* Input records
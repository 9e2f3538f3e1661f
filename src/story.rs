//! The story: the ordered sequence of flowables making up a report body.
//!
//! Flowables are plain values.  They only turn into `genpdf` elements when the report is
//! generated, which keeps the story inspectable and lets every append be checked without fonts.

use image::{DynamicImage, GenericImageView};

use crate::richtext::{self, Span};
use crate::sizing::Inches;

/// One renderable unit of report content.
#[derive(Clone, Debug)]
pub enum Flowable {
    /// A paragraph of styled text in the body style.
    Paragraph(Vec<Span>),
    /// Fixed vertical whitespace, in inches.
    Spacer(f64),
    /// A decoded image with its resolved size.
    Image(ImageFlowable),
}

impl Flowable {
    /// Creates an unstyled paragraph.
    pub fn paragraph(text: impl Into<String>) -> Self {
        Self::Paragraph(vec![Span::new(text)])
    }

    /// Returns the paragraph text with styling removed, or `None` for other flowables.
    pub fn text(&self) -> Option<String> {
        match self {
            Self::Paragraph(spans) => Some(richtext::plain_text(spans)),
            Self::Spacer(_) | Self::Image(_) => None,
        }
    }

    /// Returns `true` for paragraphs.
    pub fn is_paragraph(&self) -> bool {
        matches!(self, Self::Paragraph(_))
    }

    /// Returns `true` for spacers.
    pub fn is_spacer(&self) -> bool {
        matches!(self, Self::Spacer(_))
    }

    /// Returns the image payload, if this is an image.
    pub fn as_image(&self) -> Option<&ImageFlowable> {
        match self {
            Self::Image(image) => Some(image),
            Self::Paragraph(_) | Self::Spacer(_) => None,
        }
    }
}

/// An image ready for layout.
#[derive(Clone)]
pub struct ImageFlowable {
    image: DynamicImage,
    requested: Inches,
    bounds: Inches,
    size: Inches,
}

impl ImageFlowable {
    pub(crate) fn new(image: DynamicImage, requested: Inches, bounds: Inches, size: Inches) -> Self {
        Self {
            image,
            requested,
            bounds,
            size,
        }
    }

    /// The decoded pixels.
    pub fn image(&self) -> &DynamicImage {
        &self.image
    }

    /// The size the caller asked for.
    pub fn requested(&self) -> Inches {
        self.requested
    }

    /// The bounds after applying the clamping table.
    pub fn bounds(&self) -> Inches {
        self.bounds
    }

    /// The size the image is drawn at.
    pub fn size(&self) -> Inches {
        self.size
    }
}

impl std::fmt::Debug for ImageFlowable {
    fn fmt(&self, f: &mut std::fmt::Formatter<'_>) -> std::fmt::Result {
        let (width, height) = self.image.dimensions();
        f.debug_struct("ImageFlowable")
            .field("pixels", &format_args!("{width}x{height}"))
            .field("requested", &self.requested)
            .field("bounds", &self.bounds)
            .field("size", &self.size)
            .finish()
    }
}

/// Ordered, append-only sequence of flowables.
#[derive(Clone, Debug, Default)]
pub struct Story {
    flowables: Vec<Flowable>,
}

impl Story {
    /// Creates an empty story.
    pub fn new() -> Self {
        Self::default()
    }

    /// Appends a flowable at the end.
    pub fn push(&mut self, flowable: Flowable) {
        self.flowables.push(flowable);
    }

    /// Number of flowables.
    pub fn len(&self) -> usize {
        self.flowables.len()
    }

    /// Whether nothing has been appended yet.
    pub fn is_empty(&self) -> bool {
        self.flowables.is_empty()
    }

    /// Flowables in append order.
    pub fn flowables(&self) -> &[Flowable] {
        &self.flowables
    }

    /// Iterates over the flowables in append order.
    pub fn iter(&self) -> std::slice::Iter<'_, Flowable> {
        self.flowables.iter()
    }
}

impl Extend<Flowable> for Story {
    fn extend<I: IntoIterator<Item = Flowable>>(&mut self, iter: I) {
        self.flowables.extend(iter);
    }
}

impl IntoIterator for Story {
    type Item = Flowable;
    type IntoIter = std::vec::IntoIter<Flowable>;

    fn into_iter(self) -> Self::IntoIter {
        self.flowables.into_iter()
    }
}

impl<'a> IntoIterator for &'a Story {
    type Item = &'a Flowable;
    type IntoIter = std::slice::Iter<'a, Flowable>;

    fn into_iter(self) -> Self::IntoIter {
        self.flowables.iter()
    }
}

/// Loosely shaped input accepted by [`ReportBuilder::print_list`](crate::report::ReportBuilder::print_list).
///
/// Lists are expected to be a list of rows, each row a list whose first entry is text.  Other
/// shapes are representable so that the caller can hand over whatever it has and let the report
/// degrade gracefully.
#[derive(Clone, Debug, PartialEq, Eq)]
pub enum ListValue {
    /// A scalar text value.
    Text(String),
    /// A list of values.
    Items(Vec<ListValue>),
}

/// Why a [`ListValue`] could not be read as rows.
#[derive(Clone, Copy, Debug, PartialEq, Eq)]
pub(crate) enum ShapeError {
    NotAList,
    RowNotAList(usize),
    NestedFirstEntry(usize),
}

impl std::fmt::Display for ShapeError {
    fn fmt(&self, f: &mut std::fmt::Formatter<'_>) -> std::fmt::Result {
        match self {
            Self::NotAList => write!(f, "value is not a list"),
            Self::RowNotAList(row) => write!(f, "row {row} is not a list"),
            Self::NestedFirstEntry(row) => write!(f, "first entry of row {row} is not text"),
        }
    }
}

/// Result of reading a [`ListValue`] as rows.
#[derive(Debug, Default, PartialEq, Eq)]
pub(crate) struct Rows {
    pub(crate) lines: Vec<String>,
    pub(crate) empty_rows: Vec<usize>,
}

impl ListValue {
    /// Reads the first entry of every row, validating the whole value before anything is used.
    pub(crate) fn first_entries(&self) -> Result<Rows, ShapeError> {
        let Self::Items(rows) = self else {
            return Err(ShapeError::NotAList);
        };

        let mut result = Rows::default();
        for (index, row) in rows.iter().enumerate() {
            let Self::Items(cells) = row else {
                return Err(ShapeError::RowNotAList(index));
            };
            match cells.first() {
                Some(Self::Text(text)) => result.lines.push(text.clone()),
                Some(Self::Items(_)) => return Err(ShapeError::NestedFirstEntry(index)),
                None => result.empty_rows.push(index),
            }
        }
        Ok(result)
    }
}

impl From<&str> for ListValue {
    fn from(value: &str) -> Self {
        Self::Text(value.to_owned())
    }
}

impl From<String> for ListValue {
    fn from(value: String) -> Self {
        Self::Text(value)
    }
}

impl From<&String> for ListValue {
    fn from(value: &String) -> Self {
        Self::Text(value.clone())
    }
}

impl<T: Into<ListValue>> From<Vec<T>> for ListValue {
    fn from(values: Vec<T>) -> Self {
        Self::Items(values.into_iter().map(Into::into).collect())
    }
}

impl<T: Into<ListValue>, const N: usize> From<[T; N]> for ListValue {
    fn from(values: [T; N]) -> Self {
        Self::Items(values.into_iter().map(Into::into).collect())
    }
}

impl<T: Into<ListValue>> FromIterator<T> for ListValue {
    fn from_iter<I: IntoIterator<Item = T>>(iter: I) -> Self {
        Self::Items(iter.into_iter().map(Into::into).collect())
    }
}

==

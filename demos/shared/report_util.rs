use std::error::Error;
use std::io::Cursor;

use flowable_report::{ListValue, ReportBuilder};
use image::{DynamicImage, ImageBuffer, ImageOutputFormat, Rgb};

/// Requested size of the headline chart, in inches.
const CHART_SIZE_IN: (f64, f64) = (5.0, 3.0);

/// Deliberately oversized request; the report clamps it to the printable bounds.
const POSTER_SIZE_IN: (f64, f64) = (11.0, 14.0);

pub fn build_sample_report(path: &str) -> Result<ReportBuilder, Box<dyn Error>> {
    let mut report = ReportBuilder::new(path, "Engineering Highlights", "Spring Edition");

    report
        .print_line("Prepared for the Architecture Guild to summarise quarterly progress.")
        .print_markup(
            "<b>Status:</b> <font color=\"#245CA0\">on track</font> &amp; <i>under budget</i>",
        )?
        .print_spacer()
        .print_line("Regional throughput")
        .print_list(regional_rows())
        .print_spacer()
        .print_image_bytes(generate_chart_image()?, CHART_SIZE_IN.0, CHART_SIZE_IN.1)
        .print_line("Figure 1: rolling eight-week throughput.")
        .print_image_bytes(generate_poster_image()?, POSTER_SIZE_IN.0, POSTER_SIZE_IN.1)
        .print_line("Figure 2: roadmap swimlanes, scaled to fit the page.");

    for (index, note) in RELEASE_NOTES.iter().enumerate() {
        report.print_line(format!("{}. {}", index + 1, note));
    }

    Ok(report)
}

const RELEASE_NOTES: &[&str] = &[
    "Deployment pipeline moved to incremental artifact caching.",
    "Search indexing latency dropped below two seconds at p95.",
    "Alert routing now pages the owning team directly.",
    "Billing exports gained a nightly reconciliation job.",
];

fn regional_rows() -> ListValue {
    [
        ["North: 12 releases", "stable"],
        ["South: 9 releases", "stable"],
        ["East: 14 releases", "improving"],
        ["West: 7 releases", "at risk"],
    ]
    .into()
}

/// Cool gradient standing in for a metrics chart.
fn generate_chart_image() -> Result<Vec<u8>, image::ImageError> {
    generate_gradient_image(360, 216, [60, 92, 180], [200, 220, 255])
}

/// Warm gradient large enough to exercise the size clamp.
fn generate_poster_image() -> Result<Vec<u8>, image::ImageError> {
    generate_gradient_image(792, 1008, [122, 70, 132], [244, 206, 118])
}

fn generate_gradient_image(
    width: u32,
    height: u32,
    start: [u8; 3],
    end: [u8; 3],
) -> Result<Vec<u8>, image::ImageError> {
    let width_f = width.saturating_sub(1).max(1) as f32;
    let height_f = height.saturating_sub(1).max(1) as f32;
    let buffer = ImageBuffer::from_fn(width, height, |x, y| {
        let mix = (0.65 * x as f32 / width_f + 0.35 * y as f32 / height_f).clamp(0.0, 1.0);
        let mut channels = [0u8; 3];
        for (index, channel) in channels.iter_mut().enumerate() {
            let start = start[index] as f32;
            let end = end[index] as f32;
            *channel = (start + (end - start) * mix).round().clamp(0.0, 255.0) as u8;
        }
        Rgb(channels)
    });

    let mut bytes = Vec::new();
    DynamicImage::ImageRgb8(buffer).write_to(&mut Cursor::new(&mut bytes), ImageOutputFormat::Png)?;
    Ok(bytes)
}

* Exercise aim
Repeat word for word the lines above that run from the line containing "fn regional_rows() ->" through the line containing "let mut bytes = Vec::new();", both ends included, and nothing else.

* Task output
fn regional_rows() -> ListValue {
    [
        ["North: 12 releases", "stable"],
        ["South: 9 releases", "stable"],
        ["East: 14 releases", "improving"],
        ["West: 7 releases", "at risk"],
    ]
    .into()
}

/// Cool gradient standing in for a metrics chart.
fn generate_chart_image() -> Result<Vec<u8>, image::ImageError> {
    generate_gradient_image(360, 216, [60, 92, 180], [200, 220, 255])
}

/// Warm gradient large enough to exercise the size clamp.
fn generate_poster_image() -> Result<Vec<u8>, image::ImageError> {
    generate_gradient_image(792, 1008, [122, 70, 132], [244, 206, 118])
}

fn generate_gradient_image(
    width: u32,
    height: u32,
    start: [u8; 3],
    end: [u8; 3],
) -> Result<Vec<u8>, image::ImageError> {
    let width_f = width.saturating_sub(1).max(1) as f32;
    let height_f = height.saturating_sub(1).max(1) as f32;
    let buffer = ImageBuffer::from_fn(width, height, |x, y| {
        let mix = (0.65 * x as f32 / width_f + 0.35 * y as f32 / height_f).clamp(0.0, 1.0);
        let mut channels = [0u8; 3];
        for (index, channel) in channels.iter_mut().enumerate() {
            let start = start[index] as f32;
            let end = end[index] as f32;
            *channel = (start + (end - start) * mix).round().clamp(0.0, 255.0) as u8;
        }
        Rgb(channels)
    });

    let mut bytes = Vec::new();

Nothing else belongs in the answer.